The mating flight is a North American custom. Old World firefly courtships are sedate and communal: males fill up a tree and put on a light show, all together, to attract females (for some reason, one recalls the Red Army Chorus). On our shores, however, each male firefly goes for a solo evening cruise, flashing his tail lights over lawns, at dusk. You see glimmer-ribbons of fireflies hovering in a lovely layer, a few feet above the grass; you follow the floating sparks, living love letters scribbled on the dusk, begging, importuning a mate whose body, delicious, burning ripe, is hidden in the dimness. It’s dark, you’re still looking at the fireflies, you’re thinking about how nice romance is and how the fireflies are all getting some, and being—forgive me—oblivious to the nightmare taking place under your
nose.
A male firefly wafts over the tips of towering grasses, working his lights, flashing the code signal engrained in him for the sake of the rapturous moment when a female, receptive, eager, illumines herself in response. After a scintillating exchange, he tumbles from the air. He meets his bride. She flips him on his back, pinning him down with six pretty feet—she’s bigger than he is—and proceeds to rip into his soft belly, tugging at his flesh, chewing with the steely mandibles of the predator genus Photuris. Her antennae vibrate with voracity; rude smackings echo through the grass roots. Poor lovelorn bug! He hasn’t mated, he hasn’t reproduced; he dies. She was the wrong kind. To her, he was just a piece of meat.

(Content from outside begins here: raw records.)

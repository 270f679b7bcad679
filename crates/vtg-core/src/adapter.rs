//! VehicleAdapter trait - the core abstraction for brand adapters

use async_trait::async_trait;

use crate::error::AdapterResult;
use crate::models::{
    Battery, BrandTag, Door, EngineCommand, EngineCommandResult, Fuel, VehicleInfo,
};

/// The capability interface every brand adapter implements.
///
/// An adapter bridges one manufacturer's remote API to the normalized
/// domain model. Implementations are stateless per request: every call
/// performs a fresh upstream round-trip and translates the result.
///
/// Adding a brand means implementing this trait and registering the
/// adapter with the selector; callers and other adapters stay unchanged.
#[async_trait]
pub trait VehicleAdapter: Send + Sync {
    /// Brand tag this adapter is registered under
    fn brand(&self) -> &BrandTag;

    /// Human-readable adapter name (for logs)
    fn name(&self) -> &str;

    /// Get identity and body information
    async fn vehicle_info(&self, vehicle_id: &str) -> AdapterResult<VehicleInfo>;

    /// Get the lock state of every door, in upstream order
    async fn door_status(&self, vehicle_id: &str) -> AdapterResult<Vec<Door>>;

    /// Get the fuel tank level
    async fn fuel_level(&self, vehicle_id: &str) -> AdapterResult<Fuel>;

    /// Get the battery charge level
    async fn battery_level(&self, vehicle_id: &str) -> AdapterResult<Battery>;

    /// Start or stop the engine
    async fn set_engine_state(
        &self,
        vehicle_id: &str,
        command: EngineCommand,
    ) -> AdapterResult<EngineCommandResult>;
}
//! API error types and conversions

use axum::extract::rejection::JsonRejection;
use axum::http::StatusCode;
use axum::response::{IntoResponse, Response};
use axum::Json;
use serde::Serialize;
use vtg_core::AdapterError;

/// API error type that converts to HTTP responses
#[derive(Debug)]
pub enum ApiError {
    /// 400 Bad Request (malformed request body)
    BadRequest(String),
    /// 400 Bad Request (empty id or endpoint)
    InvalidArgument(String),
    /// 400 Bad Request (unknown engine action)
    InvalidCommand(String),
    /// 404 Not Found (unknown vehicle)
    NotFound(String),
    /// 404 Not Found (no adapter for the vehicle's brand)
    UnsupportedBrand(String),
    /// 500 Internal Server Error (upstream failure)
    Upstream(String),
    /// 500 Internal Server Error (malformed upstream payload)
    Translation(String),
    /// 500 Internal Server Error
    Internal(String),
}

/// Standard error response format
#[derive(Serialize)]
struct ErrorResponse {
    error: String,
    message: String,
}

impl ApiError {
    fn parts(self) -> (StatusCode, &'static str, String) {
        match self {
            ApiError::BadRequest(msg) => (StatusCode::BAD_REQUEST, "bad_request", msg),
            ApiError::InvalidArgument(msg) => (StatusCode::BAD_REQUEST, "invalid_argument", msg),
            ApiError::InvalidCommand(msg) => (StatusCode::BAD_REQUEST, "invalid_command", msg),
            ApiError::NotFound(msg) => (StatusCode::NOT_FOUND, "not_found", msg),
            ApiError::UnsupportedBrand(msg) => (StatusCode::NOT_FOUND, "unsupported_brand", msg),
            ApiError::Upstream(msg) => (StatusCode::INTERNAL_SERVER_ERROR, "upstream_error", msg),
            ApiError::Translation(msg) => {
                (StatusCode::INTERNAL_SERVER_ERROR, "translation_error", msg)
            }
            ApiError::Internal(msg) => (StatusCode::INTERNAL_SERVER_ERROR, "internal_error", msg),
        }
    }
}

impl IntoResponse for ApiError {
    fn into_response(self) -> Response {
        let (status, error_type, message) = self.parts();

        // Log errors at appropriate levels
        if status.is_server_error() {
            tracing::error!(error = error_type, %message, "API error");
        } else if status.is_client_error() {
            tracing::debug!(error = error_type, %message, "API client error");
        }

        let body = Json(ErrorResponse {
            error: error_type.to_string(),
            message,
        });

        (status, body).into_response()
    }
}

impl From<AdapterError> for ApiError {
    fn from(err: AdapterError) -> Self {
        match err {
            AdapterError::NotFound(msg) => ApiError::NotFound(msg),
            AdapterError::UnsupportedBrand(msg) => ApiError::UnsupportedBrand(msg),
            AdapterError::InvalidArgument(msg) => ApiError::InvalidArgument(msg),
            AdapterError::InvalidCommand(msg) => ApiError::InvalidCommand(msg),
            err @ AdapterError::Upstream { .. } => ApiError::Upstream(err.to_string()),
            // Detail was logged by the translation guard
            AdapterError::Translation(_) => ApiError::Translation(
                "upstream response could not be translated".to_string(),
            ),
            AdapterError::Internal(msg) => ApiError::Internal(msg),
        }
    }
}

impl From<JsonRejection> for ApiError {
    fn from(rejection: JsonRejection) -> Self {
        ApiError::BadRequest(rejection.body_text())
    }
}

#[cfg(test)]
mod tests {
    use super::*;
    use http_body_util::BodyExt;
    use vtg_core::TranslationError;

    async fn body_json(err: ApiError) -> (StatusCode, serde_json::Value) {
        let response = err.into_response();
        let status = response.status();
        let body = response.into_body().collect().await.unwrap().to_bytes();
        (status, serde_json::from_slice(&body).unwrap())
    }

    #[tokio::test]
    async fn not_found_response() {
        let err = ApiError::from(AdapterError::NotFound(
            "unable to find brand for vehicle_id 42".into(),
        ));
        let (status, json) = body_json(err).await;
        assert_eq!(status, StatusCode::NOT_FOUND);
        assert_eq!(json["error"], "not_found");
        assert!(json["message"].as_str().unwrap().contains("42"));
    }

    #[tokio::test]
    async fn unsupported_brand_is_not_found() {
        let err = ApiError::from(AdapterError::UnsupportedBrand("brand ford not found".into()));
        let (status, json) = body_json(err).await;
        assert_eq!(status, StatusCode::NOT_FOUND);
        assert_eq!(json["error"], "unsupported_brand");
    }

    #[tokio::test]
    async fn translation_detail_is_not_exposed() {
        let err = ApiError::from(AdapterError::from(TranslationError::mismatch(
            "doors.values",
            "array",
            &serde_json::json!("notalist"),
        )));
        let (status, json) = body_json(err).await;
        assert_eq!(status, StatusCode::INTERNAL_SERVER_ERROR);
        assert_eq!(json["error"], "translation_error");
        assert!(!json["message"].as_str().unwrap().contains("doors"));
    }

    #[tokio::test]
    async fn upstream_error_carries_reason() {
        let err = ApiError::from(AdapterError::upstream(
            Some("404".into()),
            "Vehicle id: 9 not found.",
        ));
        let (status, json) = body_json(err).await;
        assert_eq!(status, StatusCode::INTERNAL_SERVER_ERROR);
        assert_eq!(json["error"], "upstream_error");
        assert!(json["message"].as_str().unwrap().contains("Vehicle id: 9"));
    }

    #[tokio::test]
    async fn invalid_command_is_bad_request() {
        let err = ApiError::from(AdapterError::InvalidCommand("FOO".into()));
        let (status, json) = body_json(err).await;
        assert_eq!(status, StatusCode::BAD_REQUEST);
        assert_eq!(json["error"], "invalid_command");
    }
}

This scary proceeding is called “aggressive mimicry.” Female Photuris fireflies mimic the mating flashes of other species’ females, to trap and eat unwary males. Photuris is a real horror, a remorseless insecticide, a gothic subfamily curse, and the fatalest of femme fatales. To woo a female of his species, the Photuris male must trick her by imitating the flashes of another species’ male—then, as the Photuris lady is getting out her (figurative) sushi knives, he drops his disguise and starts flashing dirty firefly talk. From a safe distance. If he’s even sneakier, he imitates the female of another species. This draws the poor suckers of unwary males as well as the greedy Photuris girl, whetting her (figurative) kebab skewers. What happens? The Photuris male-in-drag ambushes the other males, opportunistically eats them, and then, taking every precaution . . . How tasteless.